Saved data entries
====
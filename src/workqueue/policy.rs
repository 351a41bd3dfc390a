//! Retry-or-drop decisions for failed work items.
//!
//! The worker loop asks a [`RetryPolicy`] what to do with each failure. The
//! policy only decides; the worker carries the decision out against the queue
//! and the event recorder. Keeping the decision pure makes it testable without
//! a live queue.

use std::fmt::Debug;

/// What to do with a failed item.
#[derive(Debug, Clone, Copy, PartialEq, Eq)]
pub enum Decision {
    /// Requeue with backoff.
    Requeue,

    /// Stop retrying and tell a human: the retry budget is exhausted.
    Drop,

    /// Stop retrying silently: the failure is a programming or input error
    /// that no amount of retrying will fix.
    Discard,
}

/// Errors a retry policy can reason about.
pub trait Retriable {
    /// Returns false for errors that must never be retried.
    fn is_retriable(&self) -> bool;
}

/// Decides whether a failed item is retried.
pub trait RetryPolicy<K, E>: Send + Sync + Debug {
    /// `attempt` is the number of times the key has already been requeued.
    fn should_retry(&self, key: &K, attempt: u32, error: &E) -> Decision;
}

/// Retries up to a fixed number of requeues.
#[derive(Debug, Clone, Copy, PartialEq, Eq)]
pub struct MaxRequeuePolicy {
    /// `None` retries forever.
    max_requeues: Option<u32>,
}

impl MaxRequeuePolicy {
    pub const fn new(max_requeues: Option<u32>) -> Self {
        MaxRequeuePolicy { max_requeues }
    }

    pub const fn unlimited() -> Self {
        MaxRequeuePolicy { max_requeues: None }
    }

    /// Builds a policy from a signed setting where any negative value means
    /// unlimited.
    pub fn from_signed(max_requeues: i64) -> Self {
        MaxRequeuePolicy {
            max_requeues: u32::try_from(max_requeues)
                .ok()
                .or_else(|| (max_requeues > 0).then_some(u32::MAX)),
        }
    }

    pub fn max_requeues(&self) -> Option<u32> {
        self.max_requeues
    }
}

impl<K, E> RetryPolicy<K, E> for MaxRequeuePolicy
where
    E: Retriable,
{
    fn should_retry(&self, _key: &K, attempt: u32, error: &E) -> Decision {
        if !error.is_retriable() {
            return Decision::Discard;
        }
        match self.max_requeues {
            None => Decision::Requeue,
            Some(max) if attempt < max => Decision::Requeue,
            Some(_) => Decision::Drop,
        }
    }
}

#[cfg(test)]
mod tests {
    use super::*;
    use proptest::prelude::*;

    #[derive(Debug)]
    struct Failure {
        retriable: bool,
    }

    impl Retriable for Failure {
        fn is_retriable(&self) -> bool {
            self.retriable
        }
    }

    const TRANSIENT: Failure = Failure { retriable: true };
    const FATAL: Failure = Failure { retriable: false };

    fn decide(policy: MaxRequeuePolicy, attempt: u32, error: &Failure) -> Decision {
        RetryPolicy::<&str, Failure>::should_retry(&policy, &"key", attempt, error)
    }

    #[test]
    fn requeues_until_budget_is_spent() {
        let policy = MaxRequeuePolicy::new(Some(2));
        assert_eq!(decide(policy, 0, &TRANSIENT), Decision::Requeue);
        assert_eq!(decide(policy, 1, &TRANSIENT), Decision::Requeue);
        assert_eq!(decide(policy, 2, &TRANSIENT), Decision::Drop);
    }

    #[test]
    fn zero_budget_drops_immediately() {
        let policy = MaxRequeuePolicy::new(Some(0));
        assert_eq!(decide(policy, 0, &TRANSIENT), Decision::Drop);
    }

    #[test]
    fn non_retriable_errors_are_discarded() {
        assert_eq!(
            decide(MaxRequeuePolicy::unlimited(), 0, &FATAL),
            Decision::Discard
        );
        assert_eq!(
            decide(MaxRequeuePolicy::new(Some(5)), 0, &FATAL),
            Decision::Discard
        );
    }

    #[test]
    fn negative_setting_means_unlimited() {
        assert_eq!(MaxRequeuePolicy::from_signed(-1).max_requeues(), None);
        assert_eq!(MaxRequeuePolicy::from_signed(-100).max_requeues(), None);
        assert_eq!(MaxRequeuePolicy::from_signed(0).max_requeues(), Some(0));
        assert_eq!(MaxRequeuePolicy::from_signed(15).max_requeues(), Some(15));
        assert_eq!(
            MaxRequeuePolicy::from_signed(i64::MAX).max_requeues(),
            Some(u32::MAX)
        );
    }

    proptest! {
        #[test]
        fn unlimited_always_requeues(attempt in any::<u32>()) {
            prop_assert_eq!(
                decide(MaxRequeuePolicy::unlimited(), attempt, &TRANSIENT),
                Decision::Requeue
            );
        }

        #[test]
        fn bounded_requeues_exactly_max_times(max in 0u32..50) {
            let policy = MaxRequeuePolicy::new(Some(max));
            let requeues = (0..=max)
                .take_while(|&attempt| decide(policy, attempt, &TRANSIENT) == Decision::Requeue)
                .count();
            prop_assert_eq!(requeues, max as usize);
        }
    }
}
====
All of the entries above must be transcribed exactly.

filename src/workqueue/policy.rs
repository 351a41bd3dfc390a
//! Retry-or-drop decisions for failed work items.
//!
//! The worker loop asks a [`RetryPolicy`] what to do with each failure. The
//! policy only decides; the worker carries the decision out against the queue
//! and the event recorder. Keeping the decision pure makes it testable without
//! a live queue.

use std::fmt::Debug;

/// What to do with a failed item.
#[derive(Debug, Clone, Copy, PartialEq, Eq)]
pub enum Decision {
    /// Requeue with backoff.
    Requeue,

    /// Stop retrying and tell a human: the retry budget is exhausted.
    Drop,

    /// Stop retrying silently: the failure is a programming or input error
    /// that no amount of retrying will fix.
    Discard,
}

/// Errors a retry policy can reason about.
pub trait Retriable {
    /// Returns false for errors that must never be retried.
    fn is_retriable(&self) -> bool;
}

/// Decides whether a failed item is retried.
pub trait RetryPolicy<K, E>: Send + Sync + Debug {
    /// `attempt` is the number of times the key has already been requeued.
    fn should_retry(&self, key: &K, attempt: u32, error: &E) -> Decision;
}

/// Retries up to a fixed number of requeues.
#[derive(Debug, Clone, Copy, PartialEq, Eq)]
pub struct MaxRequeuePolicy {
    /// `None` retries forever.
    max_requeues: Option<u32>,
}

impl MaxRequeuePolicy {
    pub const fn new(max_requeues: Option<u32>) -> Self {
        MaxRequeuePolicy { max_requeues }
    }

    pub const fn unlimited() -> Self {
        MaxRequeuePolicy { max_requeues: None }
    }

    /// Builds a policy from a signed setting where any negative value means
    /// unlimited.
    pub fn from_signed(max_requeues: i64) -> Self {
        MaxRequeuePolicy {
            max_requeues: u32::try_from(max_requeues)
                .ok()
                .or_else(|| (max_requeues > 0).then_some(u32::MAX)),
        }
    }

    pub fn max_requeues(&self) -> Option<u32> {
        self.max_requeues
    }
}

impl<K, E> RetryPolicy<K, E> for MaxRequeuePolicy
where
    E: Retriable,
{
    fn should_retry(&self, _key: &K, attempt: u32, error: &E) -> Decision {
        if !error.is_retriable() {
            return Decision::Discard;
        }
        match self.max_requeues {
            None => Decision::Requeue,
            Some(max) if attempt < max => Decision::Requeue,
            Some(_) => Decision::Drop,
        }
    }
}

#[cfg(test)]
mod tests {
    use super::*;
    use proptest::prelude::*;

    #[derive(Debug)]
    struct Failure {
        retriable: bool,
    }

    impl Retriable for Failure {
        fn is_retriable(&self) -> bool {
            self.retriable
        }
    }

    const TRANSIENT: Failure = Failure { retriable: true };
    const FATAL: Failure = Failure { retriable: false };

    fn decide(policy: MaxRequeuePolicy, attempt: u32, error: &Failure) -> Decision {
        RetryPolicy::<&str, Failure>::should_retry(&policy, &"key", attempt, error)
    }

    #[test]
    fn requeues_until_budget_is_spent() {
        let policy = MaxRequeuePolicy::new(Some(2));
        assert_eq!(decide(policy, 0, &TRANSIENT), Decision::Requeue);
        assert_eq!(decide(policy, 1, &TRANSIENT), Decision::Requeue);
        assert_eq!(decide(policy, 2, &TRANSIENT), Decision::Drop);
    }

    #[test]
    fn zero_budget_drops_immediately() {
        let policy = MaxRequeuePolicy::new(Some(0));
        assert_eq!(decide(policy, 0, &TRANSIENT), Decision::Drop);
    }

    #[test]
    fn non_retriable_errors_are_discarded() {
        assert_eq!(
            decide(MaxRequeuePolicy::unlimited(), 0, &FATAL),
            Decision::Discard
        );
        assert_eq!(
            decide(MaxRequeuePolicy::new(Some(5)), 0, &FATAL),
            Decision::Discard
        );
    }

    #[test]
    fn negative_setting_means_unlimited() {
        assert_eq!(MaxRequeuePolicy::from_signed(-1).max_requeues(), None);
        assert_eq!(MaxRequeuePolicy::from_signed(-100).max_requeues(), None);
        assert_eq!(MaxRequeuePolicy::from_signed(0).max_requeues(), Some(0));
        assert_eq!(MaxRequeuePolicy::from_signed(15).max_requeues(), Some(15));
        assert_eq!(
            MaxRequeuePolicy::from_signed(i64::MAX).max_requeues(),
            Some(u32::MAX)
        );
    }

    proptest! {
        #[test]
        fn unlimited_always_requeues(attempt in any::<u32>()) {
            prop_assert_eq!(
                decide(MaxRequeuePolicy::unlimited(), attempt, &TRANSIENT),
                Decision::Requeue
            );
        }

        #[test]
        fn bounded_requeues_exactly_max_times(max in 0u32..50) {
            let policy = MaxRequeuePolicy::new(Some(max));
            let requeues = (0..=max)
                .take_while(|&attempt| decide(policy, attempt, &TRANSIENT) == Decision::Requeue)
                .count();
            prop_assert_eq!(requeues, max as usize);
        }
    }
}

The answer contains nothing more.